You see their sign, but you rarely see them in a quantity that matches the sign they leave.

Every now and then one, or a sounder of them, will make a mistake.


----------



## Railroader (Mar 2, 2021)

The short answer is yes, there are hogs all over Georgia.

The longer answer is, most guys I know that actively hunt and kill them do it on large tracts and WMAs, or as targets of opportunity on farm properties.

We do A LOT of riding and walking, and can just about ALWAYS find where they were yesterday..lol. 

 Sometimes you can drive right up and run em off the road, then get out and put a stalk on and score.

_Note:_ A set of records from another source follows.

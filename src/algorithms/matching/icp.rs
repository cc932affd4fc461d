//! Generalized ICP for 3D point clouds.
//!
//! Plane-to-plane registration in the style of Segal et al.:
//!
//! ```text
//! Input: source cloud S, target cloud T
//! Output: transform aligning S to T
//!
//! 1. Estimate a planar covariance for every point from its k nearest
//!    neighbors.
//! 2. For each outer iteration:
//!    a. Find nearest-neighbor correspondences under the current transform
//!    b. Minimize the Mahalanobis point cost with an inner Gauss-Newton
//!    c. Stop when the transform increment falls below the epsilons
//! 3. Report the final transform and fitness (mean squared residual)
//! ```
//!
//! Nearest-neighbor queries run on a k-d tree over the target cloud.

use crate::core::math::{exp_so3, rotation_angle_of, skew};
use crate::core::types::{PointCloud3D, Transform};
use kiddo::float::kdtree::KdTree as FloatKdTree;
use kiddo::SquaredEuclidean;

/// K-d tree bucket capacity large enough to hold clouds with many points
/// sharing the same coordinate on one axis (the default kiddo bucket size
/// of 32 is too small for such clouds and panics on insert).
type KdTree = FloatKdTree<f64, u64, 3, 256, u32>;
use nalgebra::{Matrix3, Matrix6, SymmetricEigen, Vector3, Vector6};
use serde::{Deserialize, Serialize};

/// Fewer surviving correspondences than this fail the alignment.
const MIN_CORRESPONDENCES: usize = 6;

/// Eigenvalue assigned to the surface-normal direction of each planar
/// covariance.
const PLANE_EPSILON: f64 = 1e-3;

/// Configuration for generalized ICP.
#[derive(Debug, Clone, Serialize, Deserialize)]
pub struct GicpConfig {
    /// Correspondences farther apart than this are rejected (meters).
    pub max_correspondence_distance: f64,

    /// Maximum number of outer correspondence iterations.
    pub maximum_iterations: u32,

    /// Translation increment below which the alignment is converged
    /// (meters).
    pub transformation_epsilon: f64,

    /// Change in mean squared residual below which the alignment is
    /// converged.
    pub euclidean_fitness_epsilon: f64,

    /// Number of neighbors used to estimate each point's planar
    /// covariance.
    pub correspondence_randomness: usize,

    /// Maximum Gauss-Newton steps per correspondence set.
    pub maximum_optimizer_iterations: u32,

    /// Rotation increment below which the alignment is converged
    /// (radians).
    pub rotation_epsilon: f64,

    /// Alignments with a fitness above this are discarded by callers.
    pub max_fitness_score: f64,
}

impl Default for GicpConfig {
    fn default() -> Self {
        Self {
            max_correspondence_distance: 2.5,
            maximum_iterations: 50,
            transformation_epsilon: 1e-5,
            euclidean_fitness_epsilon: 1e-5,
            correspondence_randomness: 20,
            maximum_optimizer_iterations: 20,
            rotation_epsilon: 2e-3,
            max_fitness_score: 2.0,
        }
    }
}

/// Result of a cloud alignment.
#[derive(Debug, Clone)]
pub struct RegistrationResult {
    /// Transform mapping the source cloud into the target frame.
    pub transform: Transform,

    /// Whether the alignment converged.
    pub converged: bool,

    /// Mean squared correspondence distance under the final transform.
    pub fitness: f64,

    /// Number of outer iterations performed.
    pub iterations: u32,
}

impl RegistrationResult {
    fn failed() -> Self {
        Self {
            transform: Transform::identity(),
            converged: false,
            fitness: f64::MAX,
            iterations: 0,
        }
    }
}

/// Generalized-ICP cloud matcher.
#[derive(Debug, Clone)]
pub struct GicpMatcher {
    config: GicpConfig,
}

impl GicpMatcher {
    /// Create a matcher with the given configuration.
    pub fn new(config: GicpConfig) -> Self {
        Self { config }
    }

    /// The current configuration.
    pub fn config(&self) -> &GicpConfig {
        &self.config
    }

    /// Build a k-d tree over a cloud.
    fn build_tree(cloud: &PointCloud3D) -> KdTree {
        let mut tree: KdTree = KdTree::new();
        for (i, p) in cloud.iter().enumerate() {
            tree.add(&[p.x, p.y, p.z], i as u64);
        }
        tree
    }

    /// Estimate a regularized covariance for every point.
    ///
    /// The sample covariance of the k nearest neighbors is re-shaped to
    /// the plane model: unit variance along the surface, [`PLANE_EPSILON`]
    /// along the normal. Clouds too small for a stable estimate fall back
    /// to isotropic covariances, turning the cost point-to-point.
    fn plane_covariances(&self, cloud: &PointCloud3D, tree: &KdTree) -> Vec<Matrix3<f64>> {
        let k = self.config.correspondence_randomness.min(cloud.len());
        if k < 3 {
            return vec![Matrix3::identity(); cloud.len()];
        }

        cloud
            .iter()
            .map(|p| {
                let neighbors = tree.nearest_n::<SquaredEuclidean>(&[p.x, p.y, p.z], k);

                let mut mean = Vector3::zeros();
                for n in &neighbors {
                    mean += cloud.points[n.item as usize].coords();
                }
                mean /= neighbors.len() as f64;

                let mut cov = Matrix3::zeros();
                for n in &neighbors {
                    let d = cloud.points[n.item as usize].coords() - mean;
                    cov += d * d.transpose();
                }
                cov /= neighbors.len() as f64;

                // Replace the eigenvalues with the plane model, keeping the
                // eigenbasis.
                let eigen = SymmetricEigen::new(cov);
                let mut normal_idx = 0;
                for i in 1..3 {
                    if eigen.eigenvalues[i] < eigen.eigenvalues[normal_idx] {
                        normal_idx = i;
                    }
                }
                let mut shaped = Matrix3::zeros();
                for i in 0..3 {
                    let v = eigen.eigenvectors.column(i);
                    let lambda = if i == normal_idx { PLANE_EPSILON } else { 1.0 };
                    shaped += v * v.transpose() * lambda;
                }
                shaped
            })
            .collect()
    }

    /// Correspondences (source index, target index, squared distance)
    /// under `tf`.
    fn find_correspondences(
        &self,
        source: &PointCloud3D,
        target_tree: &KdTree,
        tf: &Transform,
    ) -> Vec<(usize, usize, f64)> {
        let max_dist_sq = self.config.max_correspondence_distance.powi(2);
        let mut correspondences = Vec::with_capacity(source.len());

        for (i, p) in source.iter().enumerate() {
            let q = tf.transform_point(&p.coords());
            let nearest = target_tree.nearest_one::<SquaredEuclidean>(&[q.x, q.y, q.z]);
            if nearest.distance <= max_dist_sq {
                correspondences.push((i, nearest.item as usize, nearest.distance));
            }
        }
        correspondences
    }

    /// Gauss-Newton refinement of `tf` over a fixed correspondence set.
    ///
    /// Minimizes `Σ rᵀ M r` with `r = q − T(p)` and
    /// `M = (C_q + R C_p Rᵀ)⁻¹`. Returns `None` when the normal equations
    /// cannot be solved.
    fn optimize_step(
        &self,
        source: &PointCloud3D,
        target: &PointCloud3D,
        source_covs: &[Matrix3<f64>],
        target_covs: &[Matrix3<f64>],
        correspondences: &[(usize, usize, f64)],
        mut tf: Transform,
    ) -> Option<Transform> {
        for _ in 0..self.config.maximum_optimizer_iterations.max(1) {
            let mut h = Matrix6::<f64>::zeros();
            let mut g = Vector6::<f64>::zeros();

            for &(si, ti, _) in correspondences {
                let p = source.points[si].coords();
                let q = target.points[ti].coords();
                let r = q - tf.transform_point(&p);

                let m = (target_covs[ti]
                    + tf.rotation * source_covs[si] * tf.rotation.transpose())
                .try_inverse()
                .unwrap_or_else(Matrix3::identity);

                // J = ∂r/∂(δt, δw) for the update t += δt, R ← R·exp(δw)
                let mut j = nalgebra::Matrix3x6::<f64>::zeros();
                j.fixed_view_mut::<3, 3>(0, 0)
                    .copy_from(&(-Matrix3::identity()));
                j.fixed_view_mut::<3, 3>(0, 3)
                    .copy_from(&(tf.rotation * skew(&p)));

                h += j.transpose() * m * j;
                g += j.transpose() * m * r;
            }

            // Tiny damping keeps the factorization alive on degenerate
            // geometry.
            for i in 0..6 {
                h[(i, i)] += 1e-9;
            }

            let delta = h.cholesky()?.solve(&(-g));
            if !delta.iter().all(|v| v.is_finite()) {
                return None;
            }

            let dt = Vector3::new(delta[0], delta[1], delta[2]);
            let dw = Vector3::new(delta[3], delta[4], delta[5]);
            tf.translation += dt;
            tf.rotation *= exp_so3(&dw);

            if dt.norm() < self.config.transformation_epsilon
                && dw.norm() < self.config.rotation_epsilon
            {
                break;
            }
        }
        Some(tf)
    }

    /// Align `source` onto `target`, starting from the identity.
    pub fn align(&self, source: &PointCloud3D, target: &PointCloud3D) -> RegistrationResult {
        if source.len() < MIN_CORRESPONDENCES || target.len() < MIN_CORRESPONDENCES {
            return RegistrationResult::failed();
        }

        let source_tree = Self::build_tree(source);
        let target_tree = Self::build_tree(target);
        let source_covs = self.plane_covariances(source, &source_tree);
        let target_covs = self.plane_covariances(target, &target_tree);

        let mut tf = Transform::identity();
        let mut converged = false;
        let mut iterations = 0;
        let mut last_fitness = f64::MAX;

        for iter in 0..self.config.maximum_iterations {
            iterations = iter + 1;

            let correspondences = self.find_correspondences(source, &target_tree, &tf);
            if correspondences.len() < MIN_CORRESPONDENCES {
                return RegistrationResult {
                    transform: tf,
                    converged: false,
                    fitness: f64::MAX,
                    iterations,
                };
            }

            let fitness = correspondences.iter().map(|c| c.2).sum::<f64>()
                / correspondences.len() as f64;

            let previous = tf;
            tf = match self.optimize_step(
                source,
                target,
                &source_covs,
                &target_covs,
                &correspondences,
                tf,
            ) {
                Some(tf) => tf,
                None => {
                    return RegistrationResult {
                        transform: previous,
                        converged: false,
                        fitness,
                        iterations,
                    }
                }
            };

            let step = previous.inverse().compose(&tf);
            if step.translation_norm() < self.config.transformation_epsilon
                && rotation_angle_of(&step.rotation) < self.config.rotation_epsilon
            {
                converged = true;
                break;
            }
            if (last_fitness - fitness).abs() < self.config.euclidean_fitness_epsilon {
                converged = true;
                break;
            }
            last_fitness = fitness;
        }

        // Fitness under the final transform.
        let final_correspondences = self.find_correspondences(source, &target_tree, &tf);
        let fitness = if final_correspondences.is_empty() {
            f64::MAX
        } else {
            final_correspondences.iter().map(|c| c.2).sum::<f64>()
                / final_correspondences.len() as f64
        };

        RegistrationResult {
            transform: tf,
            converged,
            fitness,
            iterations,
        }
    }
}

When you find them in an area, you can bait it and keep em around long enough to kill a couple, but they will skedaddle.

Till they make their rounds and come back a day, a week, or a month later.

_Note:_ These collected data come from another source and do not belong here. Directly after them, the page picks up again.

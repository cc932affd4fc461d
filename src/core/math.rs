//! Mathematical primitives for rigid-body motion in 3D.
//!
//! The SO(3) exponential/logarithm and rotation-angle extraction used by
//! the registration and optimization layers.

use nalgebra::{Matrix3, Vector3};
use std::f64::consts::PI;

/// Skew-symmetric (cross-product) matrix of a vector.
///
/// `skew(v) * w == v.cross(&w)` for all `w`.
#[inline]
pub fn skew(v: &Vector3<f64>) -> Matrix3<f64> {
    Matrix3::new(
        0.0, -v.z, v.y, //
        v.z, 0.0, -v.x, //
        -v.y, v.x, 0.0,
    )
}

/// SO(3) exponential map (Rodrigues' formula).
///
/// Maps an axis-angle vector to a rotation matrix. Falls back to the
/// second-order Taylor expansion below `1e-8` rad where the closed form
/// loses precision.
pub fn exp_so3(w: &Vector3<f64>) -> Matrix3<f64> {
    let theta2 = w.norm_squared();
    let wx = skew(w);
    if theta2 < 1e-16 {
        return Matrix3::identity() + wx + wx * wx * 0.5;
    }
    let theta = theta2.sqrt();
    Matrix3::identity() + wx * (theta.sin() / theta)
        + wx * wx * ((1.0 - theta.cos()) / theta2)
}

/// SO(3) logarithm map.
///
/// Returns the axis-angle vector of a rotation matrix. The input is
/// assumed orthonormal; the angle is extracted from the trace and the
/// axis from the antisymmetric part, with a separate branch for angles
/// near π where the antisymmetric part vanishes.
pub fn log_so3(r: &Matrix3<f64>) -> Vector3<f64> {
    let angle = rotation_angle_of(r);
    if angle < 1e-10 {
        // First order: R ≈ I + [w]ₓ
        return Vector3::new(
            (r[(2, 1)] - r[(1, 2)]) * 0.5,
            (r[(0, 2)] - r[(2, 0)]) * 0.5,
            (r[(1, 0)] - r[(0, 1)]) * 0.5,
        );
    }
    if (PI - angle).abs() < 1e-6 {
        // Near π the axis comes out of the symmetric part instead.
        let mut axis = Vector3::new(
            (r[(0, 0)] + 1.0).max(0.0).sqrt(),
            (r[(1, 1)] + 1.0).max(0.0).sqrt(),
            (r[(2, 2)] + 1.0).max(0.0).sqrt(),
        ) / std::f64::consts::SQRT_2;
        // Fix signs using the off-diagonal sums
        if r[(1, 0)] + r[(0, 1)] < 0.0 {
            axis.y = -axis.y;
        }
        if r[(2, 0)] + r[(0, 2)] < 0.0 {
            axis.z = -axis.z;
        }
        if axis.norm_squared() > 0.0 {
            axis.normalize_mut();
        }
        return axis * angle;
    }
    let factor = angle / (2.0 * angle.sin());
    Vector3::new(
        (r[(2, 1)] - r[(1, 2)]) * factor,
        (r[(0, 2)] - r[(2, 0)]) * factor,
        (r[(1, 0)] - r[(0, 1)]) * factor,
    )
}

/// Absolute rotation angle of a rotation matrix, in [0, π].
///
/// Uses the trace formula with clamping so slightly drifted matrices do
/// not produce NaN.
#[inline]
pub fn rotation_angle_of(r: &Matrix3<f64>) -> f64 {
    (((r.trace() - 1.0) * 0.5).clamp(-1.0, 1.0)).acos()
}
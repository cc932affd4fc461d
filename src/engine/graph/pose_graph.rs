//! Pose graph data structure.
//!
//! The trajectory is a directed multigraph: vertices are robot poses at
//! measurement instants, edges are relative-pose constraints between them.
//! Vertices and edges are never removed; edges refer to their endpoints by
//! id, so the graph is a flat arena without reference cycles.

use crate::core::types::{Covariance, MeasurementRef, Transform};
use log::error;
use serde::{Deserialize, Serialize};
use std::collections::HashMap;
use std::fmt;

/// Stable, graph-scoped vertex identifier.
pub type VertexId = u64;

/// Reserved sensor name for edges derived from odometry rather than a
/// registered sensor.
pub const ODOMETRY_SENSOR: &str = "Odometry";

/// Kind of constraint an edge represents.
#[derive(Debug, Clone, Copy, PartialEq, Eq, Serialize, Deserialize)]
pub enum EdgeLabel {
    /// Relative motion integrated from odometry.
    Odom,
    /// Sequential sensor registration against the previous vertex.
    Seq,
    /// Loop-closure registration against a revisited vertex.
    Match,
}

impl EdgeLabel {
    /// Label string used in logs and graph dumps.
    pub fn as_str(&self) -> &'static str {
        match self {
            EdgeLabel::Odom => "odom",
            EdgeLabel::Seq => "seq",
            EdgeLabel::Match => "match",
        }
    }
}

impl fmt::Display for EdgeLabel {
    fn fmt(&self, f: &mut fmt::Formatter<'_>) -> fmt::Result {
        f.write_str(self.as_str())
    }
}

/// A robot pose at one instant, justified by a measurement.
#[derive(Clone)]
pub struct VertexObject {
    /// Graph-scoped id, assigned on insertion.
    pub id: VertexId,
    /// Human label, typically `<robot>:<sensor>`.
    pub name: String,
    /// The measurement that justified this vertex.
    pub measurement: MeasurementRef,
    /// Current best estimate of the pose in the world frame; overwritten
    /// by the solver on each optimization.
    pub corrected_pose: Transform,
}

impl fmt::Debug for VertexObject {
    fn fmt(&self, f: &mut fmt::Formatter<'_>) -> fmt::Result {
        f.debug_struct("VertexObject")
            .field("id", &self.id)
            .field("name", &self.name)
            .field("measurement_id", &self.measurement.unique_id())
            .field("corrected_pose", &self.corrected_pose)
            .finish()
    }
}

/// A directed constraint between two vertices.
#[derive(Debug, Clone)]
pub struct EdgeObject {
    /// Source vertex id.
    pub source: VertexId,
    /// Target vertex id.
    pub target: VertexId,
    /// Pose of the target expressed in the source frame.
    pub transform: Transform,
    /// Uncertainty of the observation.
    pub covariance: Covariance,
    /// Name of the sensor that produced the edge, or
    /// [`ODOMETRY_SENSOR`].
    pub sensor: String,
    /// Kind of constraint.
    pub label: EdgeLabel,
}

impl EdgeObject {
    /// Create an edge.
    pub fn new(
        source: VertexId,
        target: VertexId,
        transform: Transform,
        covariance: Covariance,
        sensor: impl Into<String>,
        label: EdgeLabel,
    ) -> Self {
        Self {
            source,
            target,
            transform,
            covariance,
            sensor: sensor.into(),
            label,
        }
    }

    /// Whether the edge touches the given vertex.
    pub fn touches(&self, id: VertexId) -> bool {
        self.source == id || self.target == id
    }
}

/// Directed multigraph of pose vertices and constraint edges.
#[derive(Debug, Default)]
pub struct PoseGraph {
    vertices: Vec<VertexObject>,
    edges: Vec<EdgeObject>,
    index: HashMap<VertexId, usize>,
    next_vertex_id: VertexId,
}

impl PoseGraph {
    /// Create an empty graph.
    pub fn new() -> Self {
        Self::default()
    }

    /// Insert a vertex and return its assigned id.
    ///
    /// Ids are monotonically increasing and stable for the lifetime of
    /// the graph.
    pub fn add_vertex(
        &mut self,
        name: impl Into<String>,
        measurement: MeasurementRef,
        corrected_pose: Transform,
    ) -> VertexId {
        let id = self.next_vertex_id;
        self.next_vertex_id += 1;
        self.index.insert(id, self.vertices.len());
        self.vertices.push(VertexObject {
            id,
            name: name.into(),
            measurement,
            corrected_pose,
        });
        id
    }

    /// Insert an edge.
    ///
    /// Both endpoints must already exist; an edge with a missing endpoint
    /// is dropped with an error log and `false` is returned.
    pub fn add_edge(&mut self, edge: EdgeObject) -> bool {
        if !self.index.contains_key(&edge.source) || !self.index.contains_key(&edge.target) {
            error!(
                "rejecting edge {} -> {}: endpoint not in graph",
                edge.source, edge.target
            );
            return false;
        }
        self.edges.push(edge);
        true
    }

    /// Look up a vertex by id.
    pub fn vertex(&self, id: VertexId) -> Option<&VertexObject> {
        self.index.get(&id).map(|&i| &self.vertices[i])
    }

    /// Look up a vertex mutably by id.
    pub fn vertex_mut(&mut self, id: VertexId) -> Option<&mut VertexObject> {
        match self.index.get(&id) {
            Some(&i) => Some(&mut self.vertices[i]),
            None => None,
        }
    }

    /// All vertices, in insertion order.
    pub fn vertices(&self) -> &[VertexObject] {
        &self.vertices
    }

    /// All edges, in insertion order.
    pub fn edges(&self) -> &[EdgeObject] {
        &self.edges
    }

    /// Edges incident to a vertex, in insertion order.
    pub fn edges_for_vertex(&self, id: VertexId) -> impl Iterator<Item = &EdgeObject> {
        self.edges.iter().filter(move |e| e.touches(id))
    }

    /// Vertices whose measurement came from the named sensor.
    pub fn vertices_from_sensor(&self, sensor: &str) -> Vec<&VertexObject> {
        self.vertices
            .iter()
            .filter(|v| v.measurement.sensor_name() == sensor)
            .collect()
    }

    /// Edges produced by the named sensor.
    pub fn edges_from_sensor(&self, sensor: &str) -> Vec<&EdgeObject> {
        self.edges.iter().filter(|e| e.sensor == sensor).collect()
    }

    /// Number of vertices.
    pub fn num_vertices(&self) -> usize {
        self.vertices.len()
    }

    /// Number of edges.
    pub fn num_edges(&self) -> usize {
        self.edges.len()
    }

    /// Whether the graph has no vertices.
    pub fn is_empty(&self) -> bool {
        self.vertices.is_empty()
    }
}

#[cfg(test)]
mod tests {
    use super::*;
    use crate::core::types::{PointCloud3D, PointCloudMeasurement};
    use std::sync::Arc;

    fn measurement(sensor: &str) -> MeasurementRef {
        Arc::new(PointCloudMeasurement::new(0, "robot", sensor, PointCloud3D::new()))
    }

    #[test]
    fn test_vertex_ids_distinct_and_monotonic() {
        let mut graph = PoseGraph::new();
        let a = graph.add_vertex("a", measurement("lidar"), Transform::identity());
        let b = graph.add_vertex("b", measurement("lidar"), Transform::identity());
        let c = graph.add_vertex("c", measurement("lidar"), Transform::identity());
        assert!(a < b && b < c);
        assert_eq!(graph.num_vertices(), 3);
        assert_eq!(graph.vertex(b).unwrap().name, "b");
    }

    #[test]
    fn test_edge_requires_existing_endpoints() {
        let mut graph = PoseGraph::new();
        let a = graph.add_vertex("a", measurement("lidar"), Transform::identity());

        let bad = EdgeObject::new(
            a,
            99,
            Transform::identity(),
            Covariance::identity(),
            "lidar",
            EdgeLabel::Seq,
        );
        assert!(!graph.add_edge(bad));
        assert_eq!(graph.num_edges(), 0);

        let b = graph.add_vertex("b", measurement("lidar"), Transform::identity());
        let good = EdgeObject::new(
            a,
            b,
            Transform::from_translation(1.0, 0.0, 0.0),
            Covariance::identity(),
            "lidar",
            EdgeLabel::Seq,
        );
        assert!(graph.add_edge(good));
        assert_eq!(graph.num_edges(), 1);
    }

    #[test]
    fn test_vertices_from_sensor_filters() {
        let mut graph = PoseGraph::new();
        graph.add_vertex("a", measurement("lidar"), Transform::identity());
        graph.add_vertex("b", measurement("sonar"), Transform::identity());
        graph.add_vertex("c", measurement("lidar"), Transform::identity());

        assert_eq!(graph.vertices_from_sensor("lidar").len(), 2);
        assert_eq!(graph.vertices_from_sensor("sonar").len(), 1);
        assert_eq!(graph.vertices_from_sensor("radar").len(), 0);
    }

    #[test]
    fn test_edges_from_sensor_filters() {
        let mut graph = PoseGraph::new();
        let a = graph.add_vertex("a", measurement("lidar"), Transform::identity());
        let b = graph.add_vertex("b", measurement("lidar"), Transform::identity());

        graph.add_edge(EdgeObject::new(
            a,
            b,
            Transform::identity(),
            Covariance::identity(),
            "lidar",
            EdgeLabel::Seq,
        ));
        graph.add_edge(EdgeObject::new(
            a,
            b,
            Transform::identity(),
            Covariance::identity(),
            ODOMETRY_SENSOR,
            EdgeLabel::Odom,
        ));

        assert_eq!(graph.edges_from_sensor("lidar").len(), 1);
        assert_eq!(graph.edges_from_sensor(ODOMETRY_SENSOR).len(), 1);
    }

    #[test]
    fn test_edges_for_vertex() {
        let mut graph = PoseGraph::new();
        let a = graph.add_vertex("a", measurement("lidar"), Transform::identity());
        let b = graph.add_vertex("b", measurement("lidar"), Transform::identity());
        let c = graph.add_vertex("c", measurement("lidar"), Transform::identity());

        for (s, t) in [(a, b), (b, c), (a, c)] {
            graph.add_edge(EdgeObject::new(
                s,
                t,
                Transform::identity(),
                Covariance::identity(),
                "lidar",
                EdgeLabel::Seq,
            ));
        }

        assert_eq!(graph.edges_for_vertex(a).count(), 2);
        assert_eq!(graph.edges_for_vertex(b).count(), 2);
        assert_eq!(graph.edges_for_vertex(c).count(), 2);
    }
}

Pigs are a "make hay while the sun shines" kinda deal. 

You gotta get em when you can, and the only folks that have them all the time are raising them to make money off  "Canned Hunt" customers...


----------



## munchie3409 (Mar 2, 2021)

I'm not planning on doing a guided hunt...the pig hunting would be for me.  I'm not planning on buying a lot of land...based on the prices I've seen.  I would be looking at 20-60 acres.

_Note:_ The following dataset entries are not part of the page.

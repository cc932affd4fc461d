//! Point-cloud registration.

mod icp;

pub use icp::{GicpConfig, GicpMatcher, RegistrationResult};
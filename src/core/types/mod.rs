//! Core data types shared by all layers.

mod cloud;
mod measurement;
mod transform;

pub use cloud::{Point3D, PointCloud3D};
pub use measurement::{
    next_measurement_id, Measurement, MeasurementRef, PointCloudMeasurement,
};
pub use transform::{Covariance, Transform, TransformWithCovariance};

Just from reading some of the posts in this forum, it seemed like guys belong to hunt clubs.  I suppose those hunt clubs provide more access, but I don't know if I want to hunt with other people.  I know that hunting on Ft Stewart was on my radar a few years ago.

I was trying to research now before I become serious about moving to GA.  I like that cost of living is much less than where I'm at currently in PA.  I live in one of the highest property tax counties in PA and I feel that PA hunting sucks as some of our laws are goofy.


----------



## Son (Mar 2, 2021)

Everywhere in the state? Think we might have em all. SW Ga has it share of feral hogs, many mixed with Russian. Even see a few that appear to be mixed with fat bellied pigs. Key in on the swampy areas of the state, hogs love water, mud and thick cover.


----------



## Deleted member 35556 (Mar 2, 2021)

If you're wanting hogs, buy land along any major river corridor south of Atlanta.


----------



## munchie3409 (Mar 2, 2021)

Is there any additional city taxes near Atlanta?  I know here in PA...our state sales tax is 6%, but if you live in Pittsburgh or Philadelphia, there is an additional 2% city tax.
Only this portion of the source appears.